#### [Provided records]
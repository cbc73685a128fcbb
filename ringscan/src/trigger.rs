//! External events that cancel a run.
//!
//! A trigger is armed before any worker starts and disarmed after every
//! worker has been joined. Both kinds run on their own thread and only
//! ever call [`Monitor::cancel`].

use std::sync::mpsc::{self, RecvTimeoutError};
use std::sync::Arc;
use std::thread::{self, JoinHandle};
use std::time::Duration;
use tracing::{debug, info, warn};

use crate::errors::{ScanError, ScanResult};
use crate::events::CancelReason;
use crate::monitor::Monitor;

/// How a run may be cancelled besides a [`CancelHandle`](crate::coordinator::CancelHandle)
#[derive(Debug, Clone, Copy, PartialEq, Eq)]
pub enum Trigger {
    /// SIGINT or SIGTERM. A second signal after cancellation exits the
    /// process with status 130.
    Interrupt,
    /// A timer started when the workers are spawned
    Deadline(Duration),
    /// Nothing is armed
    Manual,
}

impl Trigger {
    /// A deadline when one is set, otherwise the interrupt signals
    pub fn from_deadline(deadline: Option<Duration>) -> Self {
        match deadline {
            Some(duration) if !duration.is_zero() => Trigger::Deadline(duration),
            _ => Trigger::Interrupt,
        }
    }

    pub(crate) fn arm(self, monitor: &Arc<Monitor>) -> ScanResult<ArmedTrigger> {
        match self {
            Trigger::Interrupt => arm_interrupt(monitor),
            Trigger::Deadline(duration) => Ok(ArmedTrigger::Deadline(DeadlineTimer::arm(
                monitor, duration,
            )?)),
            Trigger::Manual => Ok(ArmedTrigger::Manual),
        }
    }
}

pub(crate) enum ArmedTrigger {
    #[cfg(unix)]
    Interrupt(InterruptWatcher),
    Deadline(DeadlineTimer),
    Manual,
}

impl ArmedTrigger {
    /// Stops the trigger thread and waits for it
    pub(crate) fn disarm(self) {
        match self {
            #[cfg(unix)]
            ArmedTrigger::Interrupt(watcher) => watcher.disarm(),
            ArmedTrigger::Deadline(timer) => timer.disarm(),
            ArmedTrigger::Manual => {}
        }
    }
}

#[cfg(unix)]
pub(crate) struct InterruptWatcher {
    handle: signal_hook::iterator::Handle,
    forced_exit: Vec<signal_hook::SigId>,
    thread: JoinHandle<()>,
}

#[cfg(unix)]
impl InterruptWatcher {
    const SIGNALS: [std::os::raw::c_int; 2] =
        [signal_hook::consts::SIGINT, signal_hook::consts::SIGTERM];

    /// Exit status for a second signal, as shells report for SIGINT
    const FORCED_EXIT_STATUS: std::os::raw::c_int = 130;

    fn arm(monitor: &Arc<Monitor>) -> ScanResult<Self> {
        // Registered first so it runs before the iterator's handler: the
        // first signal finds the flag clear, later ones find it set.
        let mut forced_exit = Vec::with_capacity(Self::SIGNALS.len());
        for signal in Self::SIGNALS {
            match signal_hook::flag::register_conditional_shutdown(
                signal,
                Self::FORCED_EXIT_STATUS,
                monitor.cancel_flag(),
            ) {
                Ok(id) => forced_exit.push(id),
                Err(e) => {
                    unregister_all(&forced_exit);
                    return Err(ScanError::Signal(e));
                }
            }
        }

        let mut signals = match signal_hook::iterator::Signals::new(Self::SIGNALS) {
            Ok(signals) => signals,
            Err(e) => {
                unregister_all(&forced_exit);
                return Err(ScanError::Signal(e));
            }
        };
        let handle = signals.handle();

        let watched = Arc::clone(monitor);
        let spawned = thread::Builder::new()
            .name("ringscan-signals".to_string())
            .spawn(move || {
                for signal in signals.forever() {
                    info!("Received signal {}, stopping workers", signal);
                    watched.cancel(CancelReason::Interrupt);
                }
            });
        let thread = match spawned {
            Ok(thread) => thread,
            Err(e) => {
                handle.close();
                unregister_all(&forced_exit);
                return Err(ScanError::Signal(e));
            }
        };

        debug!("Watching SIGINT and SIGTERM");
        Ok(Self {
            handle,
            forced_exit,
            thread,
        })
    }

    fn disarm(self) {
        unregister_all(&self.forced_exit);
        self.handle.close();
        if self.thread.join().is_err() {
            warn!("Signal watcher thread panicked");
        }
        debug!("Stopped watching signals");
    }
}

#[cfg(unix)]
fn unregister_all(ids: &[signal_hook::SigId]) {
    for id in ids {
        signal_hook::low_level::unregister(*id);
    }
}

#[cfg(unix)]
fn arm_interrupt(monitor: &Arc<Monitor>) -> ScanResult<ArmedTrigger> {
    InterruptWatcher::arm(monitor).map(ArmedTrigger::Interrupt)
}

#[cfg(not(unix))]
fn arm_interrupt(_monitor: &Arc<Monitor>) -> ScanResult<ArmedTrigger> {
    warn!("Interrupt cancellation is not supported on this platform");
    Ok(ArmedTrigger::Manual)
}

pub(crate) struct DeadlineTimer {
    // Dropping the sender wakes the timer thread early
    stop: mpsc::Sender<()>,
    thread: JoinHandle<()>,
}

impl DeadlineTimer {
    fn arm(monitor: &Arc<Monitor>, duration: Duration) -> ScanResult<Self> {
        let (stop, stopped) = mpsc::channel::<()>();
        let watched = Arc::clone(monitor);

        let thread = thread::Builder::new()
            .name("ringscan-deadline".to_string())
            .spawn(move || match stopped.recv_timeout(duration) {
                Err(RecvTimeoutError::Timeout) => {
                    info!(
                        "Deadline of {} reached",
                        humantime::format_duration(duration)
                    );
                    watched.cancel(CancelReason::Deadline);
                }
                _ => debug!("Deadline timer disarmed"),
            })
            .map_err(ScanError::IoError)?;

        debug!("Deadline set to {}", humantime::format_duration(duration));
        Ok(Self { stop, thread })
    }

    fn disarm(self) {
        drop(self.stop);
        if self.thread.join().is_err() {
            warn!("Deadline timer thread panicked");
        }
    }
}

#### [Work item]
Each line in the material with "SIGINT" in it must be reported.

#### [Task result]
    /// SIGINT or SIGTERM. A second signal after cancellation exits the
        [signal_hook::consts::SIGINT, signal_hook::consts::SIGTERM];
    /// Exit status for a second signal, as shells report for SIGINT
        debug!("Watching SIGINT and SIGTERM");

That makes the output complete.